YOUR ASSIGNMENT: Please reproduce the data below exactly, from the first line through the line containing "one expression region", and leave every later line out.

DATA PROVIDED:
/**
 * Template Expression AST
 *
 * Node types produced by the template parser and consumed by the evaluator
 */

use serde::Serialize;

/// Byte range of a node in the template
#[derive(Debug, Clone, Copy, PartialEq, Eq, Serialize)]
pub struct ParseSpan {
    pub start: usize,
    pub end: usize,
}

impl ParseSpan {
    pub fn new(start: usize, end: usize) -> Self {
        ParseSpan { start, end }
    }
}

/// A parsed template: literal runs and expression regions in source order
#[derive(Debug, Clone, PartialEq, Serialize)]
pub struct Template {
    pub segments: Vec<Segment>,
}

impl Template {
    /// The expression when the whole template is exactly one expression region
    pub fn single_expression(&self) -> Option<&Expr> {
        match self.segments.as_slice() {
            [Segment::Expression(expr)] => Some(expr),
            _ => None,
        }
    }

    pub fn expressions(&self) -> impl Iterator<Item = &Expr> {
        self.segments.iter().filter_map(|segment| match segment {
            Segment::Expression(expr) => Some(expr),
            Segment::Literal(_) => None,
        })
    }

    pub fn is_literal(&self) -> bool {
        self.expressions().next().is_none()
    }
}

#[derive(Debug, Clone, PartialEq, Serialize)]
#[serde(tag = "type", content = "value")]
pub enum Segment {
    Literal(String),
    Expression(Expr),
}

#[derive(Debug, Clone, PartialEq, Serialize)]
pub struct Expr {
    pub span: ParseSpan,
    pub kind: ExprKind,
}

impl Expr {
    pub fn new(span: ParseSpan, kind: ExprKind) -> Self {
        Expr { span, kind }
    }

    pub fn visit<V: ExprVisitor>(&self, visitor: &mut V) -> V::Result {
        match &self.kind {
            ExprKind::String(value) => visitor.visit_string(value),
            ExprKind::Number(value) => visitor.visit_number(*value),
            ExprKind::Reserved(keyword) => visitor.visit_reserved(*keyword),
            ExprKind::Identifier(name) => visitor.visit_identifier(name),
            ExprKind::Array(items) => visitor.visit_array(items),
            ExprKind::Object(entries) => visitor.visit_object(entries),
            ExprKind::GlobalCall { name, args } => visitor.visit_global_call(name, args),
            ExprKind::Chain { head, suffixes } => visitor.visit_chain(head, suffixes),
            ExprKind::Binary { op, left, right } => visitor.visit_binary(*op, left, right),
            ExprKind::Ternary {
                condition,
                then_branch,
                else_branch,
            } => visitor.visit_ternary(condition, then_branch, else_branch.as_deref()),
            ExprKind::Paren(inner) => visitor.visit_paren(inner),
        }
    }
}

#[derive(Debug, Clone, PartialEq, Serialize)]
#[serde(tag = "type", content = "data")]
pub enum ExprKind {
    String(String),
    Number(f64),
    Reserved(Keyword),
    /// Bare identifier, resolved against the context data object
    Identifier(String),
    Array(Vec<Expr>),
    Object(Vec<ObjectEntry>),
    /// `name(args)` against the global namespace
    GlobalCall { name: String, args: Vec<Expr> },
    /// A primary followed by `.name`, `[expr]` and call suffixes
    Chain { head: Box<Expr>, suffixes: Vec<Suffix> },
    Binary {
        op: BinaryOperator,
        left: Box<Expr>,
        right: Box<Expr>,
    },
    /// `condition ? then : else`; the else branch may be missing
    Ternary {
        condition: Box<Expr>,
        then_branch: Box<Expr>,
        else_branch: Option<Box<Expr>>,
    },
    Paren(Box<Expr>),
}

#[derive(Debug, Clone, PartialEq, Serialize)]
pub struct ObjectEntry {
    pub key: String,
    pub value: Expr,
}

#[derive(Debug, Clone, PartialEq, Serialize)]
#[serde(tag = "type", content = "data")]
pub enum Suffix {
    Get(Accessor),
    Call { accessor: Accessor, args: Vec<Expr> },
}

#[derive(Debug, Clone, PartialEq, Serialize)]
#[serde(tag = "type", content = "data")]
pub enum Accessor {
    /// `.name`
    Named(String),
    /// `[expr]`
    Computed(Box<Expr>),
}

/// Identifiers bound by the host rather than looked up in the data object
#[derive(Debug, Clone, Copy, PartialEq, Eq, Hash, Serialize)]
pub enum Keyword {
    True,
    False,
    /// `N`, the root namespace
    Root,
    /// `$`, the DOM query function
    Query,
    Window,
    Math,
    Json,
    Context,
    /// `_`, the metadata slot
    Meta,
}

impl Keyword {
    /// Longest spellings first so prefixes never shadow a longer keyword
    pub const ALL: [Keyword; 9] = [
        Keyword::Context,
        Keyword::Window,
        Keyword::False,
        Keyword::True,
        Keyword::Math,
        Keyword::Json,
        Keyword::Root,
        Keyword::Query,
        Keyword::Meta,
    ];

    pub fn as_str(self) -> &'static str {
        match self {
            Keyword::True => "true",
            Keyword::False => "false",
            Keyword::Root => "N",
            Keyword::Query => "$",
            Keyword::Window => "window",
            Keyword::Math => "Math",
            Keyword::Json => "JSON",
            Keyword::Context => "context",
            Keyword::Meta => "_",
        }
    }

    pub fn from_name(name: &str) -> Option<Keyword> {
        Keyword::ALL.iter().copied().find(|kw| kw.as_str() == name)
    }
}

#[derive(Debug, Clone, Copy, PartialEq, Eq, Hash, Serialize)]
pub enum BinaryOperator {
    StrictEqual,
    StrictNotEqual,
    Equal,
    NotEqual,
    LessEqual,
    GreaterEqual,
    And,
    Or,
    Add,
    Subtract,
    Multiply,
    Divide,
    Less,
    Greater,
}

impl BinaryOperator {
    pub fn as_str(self) -> &'static str {
        match self {
            BinaryOperator::StrictEqual => "===",
            BinaryOperator::StrictNotEqual => "!==",
            BinaryOperator::Equal => "==",
            BinaryOperator::NotEqual => "!=",
            BinaryOperator::LessEqual => "<=",
            BinaryOperator::GreaterEqual => ">=",
            BinaryOperator::And => "&&",
            BinaryOperator::Or => "||",
            BinaryOperator::Add => "+",
            BinaryOperator::Subtract => "-",
            BinaryOperator::Multiply => "*",
            BinaryOperator::Divide => "/",
            BinaryOperator::Less => "<",
            BinaryOperator::Greater => ">",
        }
    }
}

/// Infix token recognised by the operator rule, in match order
#[derive(Debug, Clone, Copy, PartialEq, Eq, Hash)]
pub enum Operator {
    Binary(BinaryOperator),
    Conditional,
}

impl Operator {
    /// Ordered so that multi-character operators win over their prefixes
    pub const ALL: [Operator; 15] = [
        Operator::Binary(BinaryOperator::StrictEqual),
        Operator::Binary(BinaryOperator::StrictNotEqual),
        Operator::Binary(BinaryOperator::Equal),
        Operator::Binary(BinaryOperator::NotEqual),
        Operator::Binary(BinaryOperator::LessEqual),
        Operator::Binary(BinaryOperator::GreaterEqual),
        Operator::Binary(BinaryOperator::And),
        Operator::Binary(BinaryOperator::Or),
        Operator::Binary(BinaryOperator::Add),
        Operator::Binary(BinaryOperator::Subtract),
        Operator::Binary(BinaryOperator::Multiply),
        Operator::Binary(BinaryOperator::Divide),
        Operator::Binary(BinaryOperator::Less),
        Operator::Binary(BinaryOperator::Greater),
        Operator::Conditional,
    ];

    pub fn as_str(self) -> &'static str {
        match self {
            Operator::Binary(op) => op.as_str(),
            Operator::Conditional => "?",
        }
    }
}

/// Visitor pattern for AST traversal
pub trait ExprVisitor {
    type Result;

    fn visit_string(&mut self, value: &str) -> Self::Result;
    fn visit_number(&mut self, value: f64) -> Self::Result;
    fn visit_reserved(&mut self, keyword: Keyword) -> Self::Result;
    fn visit_identifier(&mut self, name: &str) -> Self::Result;
    fn visit_array(&mut self, items: &[Expr]) -> Self::Result;
    fn visit_object(&mut self, entries: &[ObjectEntry]) -> Self::Result;
    fn visit_global_call(&mut self, name: &str, args: &[Expr]) -> Self::Result;
    fn visit_chain(&mut self, head: &Expr, suffixes: &[Suffix]) -> Self::Result;
    fn visit_binary(&mut self, op: BinaryOperator, left: &Expr, right: &Expr) -> Self::Result;
    fn visit_ternary(
        &mut self,
        condition: &Expr,
        then_branch: &Expr,
        else_branch: Option<&Expr>,
    ) -> Self::Result;
    fn visit_paren(&mut self, inner: &Expr) -> Self::Result;
}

ANSWER TO THIS PROBLEM:
/**
 * Template Expression AST
 *
 * Node types produced by the template parser and consumed by the evaluator
 */

use serde::Serialize;

/// Byte range of a node in the template
#[derive(Debug, Clone, Copy, PartialEq, Eq, Serialize)]
pub struct ParseSpan {
    pub start: usize,
    pub end: usize,
}

impl ParseSpan {
    pub fn new(start: usize, end: usize) -> Self {
        ParseSpan { start, end }
    }
}

/// A parsed template: literal runs and expression regions in source order
#[derive(Debug, Clone, PartialEq, Serialize)]
pub struct Template {
    pub segments: Vec<Segment>,
}

impl Template {
    /// The expression when the whole template is exactly one expression region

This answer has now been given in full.